1b) Advantages I wrote they’re ability to subsidise courses due to donations, then wrote that they will lose this if they do not manage the correct stakeholders linked to council threatening less cash.
Then corporate donations saying that if they dent tarnish reputation they could cause issues, I also said there is an opportunity to work closer with corporations to identify skill shortages and involve them in sponsoring courses to train people for those jobs
I said volunteers are a key advantage linking to the benefit they provide cash wise and objective wise with the finding a job course. I also linked how they have the chance to lose these linking to staff survey advising for it to be managed properly.
I wrote another strength is the personal donations linking to finances showing loss would have been 50% bigger without, linking that they have an opportunity to build on this if they successfully place students into jobs as they will be keen to support future students. I have no idea if I did part b correctly though
March 6, 2020 at 9:33 pm #564703I think it was Non-current Assets which increased by 11% which might be where the confusion was. But you will still get Mark’s for all the other bits filled in even if a few bits are wrong so I wouldn’t stress
March 6, 2020 at 8:53 pm #564695I got this as well Sales were 750k a year uplifting by 5% each year so year 1 was 787.5k and it kept rising after this. I ended up with a NPV of £426k I believe discounting at 9%. I wasn’t 100% sure what to do with the 2nd offer though so I did the same deducting tax and discounting at 9% before dividing both by the Annuity for 4 and 3 years respectively to give an annual cost.

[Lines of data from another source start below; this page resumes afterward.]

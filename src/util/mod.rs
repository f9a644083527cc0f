use std::cmp::Ordering;

#[cfg(not(target_arch = "wasm32"))]
/// Folds a Latin letter with diacritics onto its base letter(s).
fn fold_char(c: char, out: &mut String) {
    let base = match c {
        'à' | 'á' | 'â' | 'ã' | 'ä' | 'å' | 'ā' | 'ă' | 'ą' => "a",
        'æ' => "ae",
        'ç' | 'ć' | 'č' => "c",
        'ď' | 'đ' => "d",
        'è' | 'é' | 'ê' | 'ë' | 'ē' | 'ė' | 'ę' | 'ě' => "e",
        'ğ' => "g",
        'ì' | 'í' | 'î' | 'ï' | 'ī' | 'į' | 'ı' => "i",
        'ł' => "l",
        'ñ' | 'ń' | 'ň' => "n",
        'ò' | 'ó' | 'ô' | 'õ' | 'ö' | 'ø' | 'ō' | 'ő' => "o",
        'œ' => "oe",
        'ř' => "r",
        'ś' | 'š' | 'ş' | 'ș' => "s",
        'ß' => "ss",
        'ť' | 'ţ' | 'ț' => "t",
        'ù' | 'ú' | 'û' | 'ü' | 'ū' | 'ů' | 'ű' => "u",
        'ý' | 'ÿ' => "y",
        'ź' | 'ż' | 'ž' => "z",
        _ => {
            out.push(c);
            return;
        }
    };
    out.push_str(base);
}

#[cfg(not(target_arch = "wasm32"))]
fn collation_key(s: &str) -> String {
    let mut key = String::with_capacity(s.len());
    for c in s.chars().flat_map(char::to_lowercase) {
        fold_char(c, &mut key);
    }
    key
}

#[cfg(not(target_arch = "wasm32"))]
/// Case tiebreak: lower case sorts before upper case, as in ICU's default tailoring.
fn lower_first(c: char) -> char {
    if c.is_lowercase() {
        c.to_uppercase().next().unwrap_or(c)
    } else if c.is_uppercase() {
        c.to_lowercase().next().unwrap_or(c)
    } else {
        c
    }
}

/// Locale-aware ordering of display names.
///
/// In the browser this is `String.prototype.localeCompare` with the user's locale.
/// Elsewhere (native tests, tooling) it is an approximation of ICU root collation:
/// case and Latin diacritics are folded at the first level, punctuation is kept,
/// then unaccented before accented and lower case before upper case.
pub(crate) fn locale_compare(a: &str, b: &str) -> Ordering {
    #[cfg(target_arch = "wasm32")]
    {
        let ord = js_sys::JsString::from(a).locale_compare(
            b,
            &js_sys::Array::new(),
            &js_sys::Object::new(),
        );
        ord.cmp(&0)
    }

    #[cfg(not(target_arch = "wasm32"))]
    {
        folded_compare(a, b)
    }
}

#[cfg(not(target_arch = "wasm32"))]
fn folded_compare(a: &str, b: &str) -> Ordering {
    collation_key(a)
        .cmp(&collation_key(b))
        .then_with(|| a.to_lowercase().cmp(&b.to_lowercase()))
        .then_with(|| a.chars().map(lower_first).cmp(b.chars().map(lower_first)))
}

/// Formats an integer with `,` thousands separators (en-US grouping).
pub(crate) fn group_thousands(n: u64) -> String {
    let digits = n.to_string();
    let mut out = String::with_capacity(digits.len() + digits.len() / 3);
    for (i, c) in digits.chars().enumerate() {
        if i > 0 && (digits.len() - i) % 3 == 0 {
            out.push(',');
        }
        out.push(c);
    }
    out
}

/// Route of a country's detail view.
pub(crate) fn detail_href(common_name: &str) -> String {
    format!("/detail/{}", urlencoding::encode(common_name))
}

#[cfg(test)]
mod tests {
    use super::*;

    #[test]
    fn test_locale_compare_folds_accents_and_case() {
        assert_eq!(locale_compare("Åland Islands", "Albania"), Ordering::Less);
        assert_eq!(locale_compare("Côte d'Ivoire", "Croatia"), Ordering::Less);
        assert_eq!(locale_compare("réunion", "Romania"), Ordering::Less);
        assert_eq!(locale_compare("Zambia", "zimbabwe"), Ordering::Less);
    }

    #[test]
    fn test_locale_compare_is_total() {
        assert_eq!(locale_compare("France", "France"), Ordering::Equal);
        assert_ne!(locale_compare("Chad", "chad"), Ordering::Equal);
    }

    #[test]
    fn test_locale_compare_lower_case_and_unaccented_first() {
        assert_eq!(locale_compare("chad", "Chad"), Ordering::Less);
        assert_eq!(locale_compare("Curacao", "Curaçao"), Ordering::Less);
    }

    #[test]
    fn test_locale_compare_keeps_punctuation() {
        // "Guinea-Bissau" is not "GuineaBissau": the hyphen sorts before letters.
        assert_eq!(locale_compare("Guinea-Bissau", "Guineab"), Ordering::Less);
        assert_eq!(locale_compare("Guinea", "Guinea-Bissau"), Ordering::Less);
    }

    #[test]
    fn test_sort_country_names() {
        let mut names = vec!["Zimbabwe", "Åland Islands", "Afghanistan", "Curaçao", "Cuba", "Albania"];
        names.sort_by(|a, b| locale_compare(a, b));
        assert_eq!(
            names,
            vec!["Afghanistan", "Åland Islands", "Albania", "Cuba", "Curaçao", "Zimbabwe"]
        );
    }

    #[test]
    fn test_group_thousands() {
        assert_eq!(group_thousands(0), "0");
        assert_eq!(group_thousands(999), "999");
        assert_eq!(group_thousands(1000), "1,000");
        assert_eq!(group_thousands(67_391_582), "67,391,582");
        assert_eq!(group_thousands(1_402_112_000), "1,402,112,000");
    }

    #[test]
    fn test_detail_href_encodes_name() {
        assert_eq!(detail_href("France"), "/detail/France");
        assert_eq!(
            detail_href("Bosnia and Herzegovina"),
            "/detail/Bosnia%20and%20Herzegovina"
        );
    }
}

March 6, 2020 at 8:50 pm #564694I got this question as well. Once I worked out the values the Assets balanced against the Equity and Liabilities so I’m hopeful I got it right. If you copied the heading from the current year and added in a new line for the 8% Loan raised to finance expansion, filled in the figures given such as 700 cash 3000 overdraft 6618 profit to retained earnings this just left the Inventory Trade receivables and Trade payable to be filled in using the new Revenue and cost of Sales figures. I could be wrong though!!